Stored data

//! IndicatorBundle — the derived-indicator record for one series.
//!
//! The engine wires the standard parameter set and runs every indicator
//! against the same series snapshot. Every field is optional: a series too
//! short for an indicator's window simply lacks that field.

use serde::Serialize;

use crate::domain::PriceSeries;
use crate::indicators::{
    Atr, AtrValue, BollingerBands, BollingerValue, Macd, MacdValue, Obv, ObvValue, Rsi, Sma,
    Stochastic, StochasticValue, Vwap, VwapValue,
};

/// SMA snapshot at the three conventional windows, each independently
/// absent when the series is shorter than its window.
#[derive(Debug, Clone, Copy, PartialEq, Serialize)]
pub struct MovingAverages {
    pub sma_20: Option<f64>,
    pub sma_50: Option<f64>,
    pub sma_200: Option<f64>,
}

/// All derived indicators for one series, computed fresh per call.
#[derive(Debug, Clone, PartialEq, Serialize)]
pub struct IndicatorBundle {
    pub rsi: Option<f64>,
    pub macd: Option<MacdValue>,
    pub bollinger_bands: Option<BollingerValue>,
    pub moving_averages: Option<MovingAverages>,
    pub stochastic: Option<StochasticValue>,
    pub obv: Option<ObvValue>,
    pub vwap: Option<VwapValue>,
    pub atr: Option<AtrValue>,
}

/// Stateless indicator engine. Construct once and share, or per call —
/// there is no per-invocation state.
#[derive(Debug, Clone)]
pub struct IndicatorEngine {
    rsi: Rsi,
    macd: Macd,
    bollinger: BollingerBands,
    sma_20: Sma,
    sma_50: Sma,
    sma_200: Sma,
    stochastic: Stochastic,
    obv: Obv,
    vwap: Vwap,
    atr: Atr,
}

impl Default for IndicatorEngine {
    fn default() -> Self {
        Self {
            rsi: Rsi::standard(),
            macd: Macd::standard(),
            bollinger: BollingerBands::standard(),
            sma_20: Sma::new(20),
            sma_50: Sma::new(50),
            sma_200: Sma::new(200),
            stochastic: Stochastic::standard(),
            obv: Obv::standard(),
            vwap: Vwap::standard(),
            atr: Atr::standard(),
        }
    }
}

impl IndicatorEngine {
    /// Compute the full bundle. Never fails: short series yield absent
    /// fields, an empty series yields an all-absent bundle.
    pub fn compute(&self, series: &PriceSeries, current_price: f64) -> IndicatorBundle {
        let closes = series.closes();
        let volumes = series.volumes();

        let sma_20 = self.sma_20.compute(closes);
        let sma_50 = self.sma_50.compute(closes);
        let sma_200 = self.sma_200.compute(closes);
        let moving_averages = if sma_20.is_none() && sma_50.is_none() && sma_200.is_none() {
            None
        } else {
            Some(MovingAverages {
                sma_20,
                sma_50,
                sma_200,
            })
        };

        IndicatorBundle {
            rsi: self.rsi.compute(closes),
            macd: self.macd.compute(closes),
            bollinger_bands: self.bollinger.compute(closes),
            moving_averages,
            stochastic: self.stochastic.compute(closes, current_price),
            obv: self.obv.compute(closes, volumes),
            vwap: self.vwap.compute(closes, volumes, current_price),
            atr: self.atr.compute(closes, current_price),
        }
    }
}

#### Task goal
Output the data in full, precisely as it appears above.

#### Task output
//! IndicatorBundle — the derived-indicator record for one series.
//!
//! The engine wires the standard parameter set and runs every indicator
//! against the same series snapshot. Every field is optional: a series too
//! short for an indicator's window simply lacks that field.

use serde::Serialize;

use crate::domain::PriceSeries;
use crate::indicators::{
    Atr, AtrValue, BollingerBands, BollingerValue, Macd, MacdValue, Obv, ObvValue, Rsi, Sma,
    Stochastic, StochasticValue, Vwap, VwapValue,
};

/// SMA snapshot at the three conventional windows, each independently
/// absent when the series is shorter than its window.
#[derive(Debug, Clone, Copy, PartialEq, Serialize)]
pub struct MovingAverages {
    pub sma_20: Option<f64>,
    pub sma_50: Option<f64>,
    pub sma_200: Option<f64>,
}

/// All derived indicators for one series, computed fresh per call.
#[derive(Debug, Clone, PartialEq, Serialize)]
pub struct IndicatorBundle {
    pub rsi: Option<f64>,
    pub macd: Option<MacdValue>,
    pub bollinger_bands: Option<BollingerValue>,
    pub moving_averages: Option<MovingAverages>,
    pub stochastic: Option<StochasticValue>,
    pub obv: Option<ObvValue>,
    pub vwap: Option<VwapValue>,
    pub atr: Option<AtrValue>,
}

/// Stateless indicator engine. Construct once and share, or per call —
/// there is no per-invocation state.
#[derive(Debug, Clone)]
pub struct IndicatorEngine {
    rsi: Rsi,
    macd: Macd,
    bollinger: BollingerBands,
    sma_20: Sma,
    sma_50: Sma,
    sma_200: Sma,
    stochastic: Stochastic,
    obv: Obv,
    vwap: Vwap,
    atr: Atr,
}

impl Default for IndicatorEngine {
    fn default() -> Self {
        Self {
            rsi: Rsi::standard(),
            macd: Macd::standard(),
            bollinger: BollingerBands::standard(),
            sma_20: Sma::new(20),
            sma_50: Sma::new(50),
            sma_200: Sma::new(200),
            stochastic: Stochastic::standard(),
            obv: Obv::standard(),
            vwap: Vwap::standard(),
            atr: Atr::standard(),
        }
    }
}

impl IndicatorEngine {
    /// Compute the full bundle. Never fails: short series yield absent
    /// fields, an empty series yields an all-absent bundle.
    pub fn compute(&self, series: &PriceSeries, current_price: f64) -> IndicatorBundle {
        let closes = series.closes();
        let volumes = series.volumes();

        let sma_20 = self.sma_20.compute(closes);
        let sma_50 = self.sma_50.compute(closes);
        let sma_200 = self.sma_200.compute(closes);
        let moving_averages = if sma_20.is_none() && sma_50.is_none() && sma_200.is_none() {
            None
        } else {
            Some(MovingAverages {
                sma_20,
                sma_50,
                sma_200,
            })
        };

        IndicatorBundle {
            rsi: self.rsi.compute(closes),
            macd: self.macd.compute(closes),
            bollinger_bands: self.bollinger.compute(closes),
            moving_averages,
            stochastic: self.stochastic.compute(closes, current_price),
            obv: self.obv.compute(closes, volumes),
            vwap: self.vwap.compute(closes, volumes, current_price),
            atr: self.atr.compute(closes, current_price),
        }
    }
}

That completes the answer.